Configuring SSO for Okta

The Clumio service can integrate with Okta for seamless user authentication. Please follow the below steps to configure Okta IDP as a Single Sign On service for Clumio. More details about the Clumio App here.

Prerequisites

Ensure that you have the following before you start configuring Okta**

  • Okta account with admin privileges
  • Clumio account with Super Admin Role

Supported Features

Enable Okta Integration with Clumio

In Okta

  1. Open the Okta Admin console.
  2. Go to Applications.
  3. Browse the App Catalog and search for Clumio.
  4. Click Add.
  5. For the Application Label, name the application Clumio.
  6. Click Done and assign the application to the users.
  7. Click the Sign on tab.
  8. Click Edit.
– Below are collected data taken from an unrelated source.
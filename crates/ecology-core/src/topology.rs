//! Connector topology and message routing.
//!
//! Connectors are either core (fully meshed backbone) or dependent (reach the
//! ecology through core peers). The topology decides which connectors a
//! message goes to and whether the local device should see it.

use ecology_protocol::{DeviceId, EcologyMessage, TargetType};
use ecology_transport::{ConnectContext, Connector, ConnectorId, ConnectorRole, TransportError};
use std::collections::BTreeSet;
use tracing::{debug, error, trace, warn};

struct Slot {
    connector: Box<dyn Connector>,
    role: ConnectorRole,
    devices: BTreeSet<DeviceId>,
}

/// The connectors of one ecology.
pub struct Topology {
    local: DeviceId,
    is_reference: bool,
    slots: Vec<Slot>,
}

impl Topology {
    /// Create an empty topology for the local device.
    #[must_use]
    pub fn new(local: DeviceId, is_reference: bool) -> Self {
        Self {
            local,
            is_reference,
            slots: Vec::new(),
        }
    }

    #[must_use]
    pub fn local_device(&self) -> &DeviceId {
        &self.local
    }

    /// Register a connector; its role decides core or dependent membership.
    pub fn add(&mut self, connector: Box<dyn Connector>) -> ConnectorId {
        let role = connector.role();
        let id = self.slots.len();
        debug!(connector = id, %role, transport = connector.name(), "Connector added");
        self.slots.push(Slot {
            connector,
            role,
            devices: BTreeSet::new(),
        });
        id
    }

    #[must_use]
    pub fn len(&self) -> usize {
        self.slots.len()
    }

    #[must_use]
    pub fn is_empty(&self) -> bool {
        self.slots.is_empty()
    }

    /// Role of a connector.
    #[must_use]
    pub fn role(&self, id: ConnectorId) -> Option<ConnectorRole> {
        self.slots.get(id).map(|s| s.role)
    }

    pub fn on_device_connected(&mut self, id: ConnectorId, device: DeviceId) {
        if let Some(slot) = self.slots.get_mut(id) {
            debug!(connector = id, device = %device, "Device attached");
            slot.devices.insert(device);
        }
    }

    pub fn on_device_disconnected(&mut self, id: ConnectorId, device: &DeviceId) {
        if let Some(slot) = self.slots.get_mut(id) {
            if slot.devices.remove(device) {
                debug!(connector = id, device = %device, "Device detached");
            }
        }
    }

    /// Forget every device attached through a connector.
    pub fn clear_devices(&mut self, id: ConnectorId) {
        if let Some(slot) = self.slots.get_mut(id) {
            slot.devices.clear();
        }
    }

    /// True when at least one connector is registered and all of them are
    /// connected.
    #[must_use]
    pub fn is_connected(&self) -> bool {
        !self.slots.is_empty() && self.slots.iter().all(|s| s.connector.is_connected())
    }

    /// Number of connectors reporting connected.
    #[must_use]
    pub fn connected_count(&self) -> usize {
        self.slots
            .iter()
            .filter(|s| s.connector.is_connected())
            .count()
    }

    /// Devices reachable through any connector.
    #[must_use]
    pub fn connected_devices(&self) -> BTreeSet<DeviceId> {
        self.slots
            .iter()
            .flat_map(|s| s.devices.iter().cloned())
            .collect()
    }

    /// Whether a message originated here and came back around the mesh.
    #[must_use]
    pub fn is_own(&self, message: &EcologyMessage) -> bool {
        message.source.as_ref() == Some(&self.local)
    }

    /// Whether the local device is a destination of `message`.
    #[must_use]
    pub fn should_dispatch_locally(&self, message: &EcologyMessage) -> bool {
        match message.target_type {
            TargetType::Broadcast => true,
            TargetType::Specific => message.targets.contains(&self.local),
            TargetType::Server => self.is_reference,
        }
    }

    /// Send a locally originated message.
    ///
    /// Returns the number of connectors the message was handed to.
    pub fn send(&self, message: &EcologyMessage) -> usize {
        self.route(message, None)
    }

    /// Forward a message that arrived on connector `from` to the other
    /// connectors. It is never echoed back to `from`.
    pub fn forward(&self, from: ConnectorId, message: &EcologyMessage) -> usize {
        let Some(origin) = self.slots.get(from) else {
            warn!(connector = from, "Message from unknown connector");
            return 0;
        };
        trace!(
            connector = from,
            core = origin.role.is_core(),
            "Forwarding"
        );
        self.route(message, Some(from))
    }

    fn route(&self, message: &EcologyMessage, exclude: Option<ConnectorId>) -> usize {
        let mut sent = 0;
        for id in self.candidates(message, exclude) {
            match self.slots[id].connector.send_message(message) {
                Ok(()) => sent += 1,
                Err(TransportError::NotConnected) => {
                    trace!(connector = id, "Skipping disconnected connector");
                }
                Err(e) => error!(connector = id, error = %e, "Send failed"),
            }
        }
        sent
    }

    /// Connectors a message should leave through.
    ///
    /// `Server` messages travel on every link until they reach the
    /// reference. `Specific` messages go to the links the targets are
    /// attached to; targets further away are reached by sending on every
    /// link.
    fn candidates(&self, message: &EcologyMessage, exclude: Option<ConnectorId>) -> Vec<ConnectorId> {
        let others = (0..self.slots.len()).filter(|id| Some(*id) != exclude);

        match message.target_type {
            TargetType::Broadcast => others.collect(),
            TargetType::Server if self.is_reference => Vec::new(),
            TargetType::Server => others.collect(),
            TargetType::Specific => {
                if message.targets.is_empty() {
                    debug!("Specific message without targets, not sent");
                    return Vec::new();
                }
                if message.targets.iter().all(|t| *t == self.local) {
                    return Vec::new();
                }
                let others: Vec<ConnectorId> = others.collect();
                let attached: Vec<ConnectorId> = others
                    .iter()
                    .copied()
                    .filter(|id| !self.slots[*id].devices.is_disjoint(&message.targets))
                    .collect();
                if attached.is_empty() {
                    debug!(targets = ?message.targets, "Targets not attached, sending on every link");
                    others
                } else {
                    attached
                }
            }
        }
    }

    /// Connect every connector. Failures are logged; the first one is
    /// returned after all connectors were tried.
    ///
    /// # Errors
    ///
    /// Returns the first connector error.
    pub async fn connect_all(&mut self, ctx: &ConnectContext) -> Result<(), TransportError> {
        let mut first = None;
        for (id, slot) in self.slots.iter_mut().enumerate() {
            if let Err(e) = slot.connector.connect(ctx.clone()).await {
                error!(connector = id, role = %slot.role, error = %e, "Connect failed");
                first.get_or_insert(e);
            }
        }
        first.map_or(Ok(()), Err)
    }

    pub async fn disconnect_all(&mut self) {
        for (id, slot) in self.slots.iter_mut().enumerate() {
            if let Err(e) = slot.connector.disconnect().await {
                warn!(connector = id, error = %e, "Disconnect failed");
            }
            slot.devices.clear();
        }
    }

    /// Release every connector immediately.
    pub fn force_close_all(&mut self) {
        for slot in &mut self.slots {
            slot.connector.force_close();
            slot.devices.clear();
        }
    }
}

impl std::fmt::Debug for Topology {
    fn fmt(&self, f: &mut std::fmt::Formatter<'_>) -> std::fmt::Result {
        f.debug_struct("Topology")
            .field("local", &self.local)
            .field("is_reference", &self.is_reference)
            .field("connectors", &self.slots.len())
            .finish()
    }
}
Under Advanced Sign-on Settings, you will see three fields for Audience Restriction, Assertion Customer Service (ACS) URL, and Recipient URLs. 

Screenshot

  1. Get the Audience Restriction, Assertion Customer Service (ACS) URL, and the Recipient URL from Clumio (see step 4). Copy them here and click Save.
  2. The metadata URL can be retrieved from the SAML2.0 section under the Sign-On tab. You can either download this and save it as XML or directly use the link within Clumio. 
    Screenshot_2023-04-26_at_1.12.13_PM.png
    13. The Okta side configuration is complete.

In Clumio

  1. Log in to Clumio.
  2. Navigate to Settings > Access Management > Authentication (SSO/MFA)
  3. Click on "Configure SSO" under Strategy
  4. Copy the Audience Restriction, Assertion Customer Service (ACS) URL, and the Recipient URL. This will be needed for the IdP side setup. 
  5. Scroll down and upload the metadata retrieved from the IdP. You can use the URL, upload the metadata XML file, or configure it manually. 
  6. Now click on "Save Configuration"
  7. Click on "Test with my Account" - This should open a new tab to test the SSO connection.
  8. Once the above step is successful, click on Activate SSO. Please note that this step is important for SSO enablement.
  9. Check the box to send emails if you wish to notify all users of the SSO enablement, else click enable.

Note: For any user to utilize Clumio login through Okta SSO, the user needs to be explicitly added from the Clumio UI; Settings > Access management > Users and should be assigned to the Clumio SAML Application created in Okta.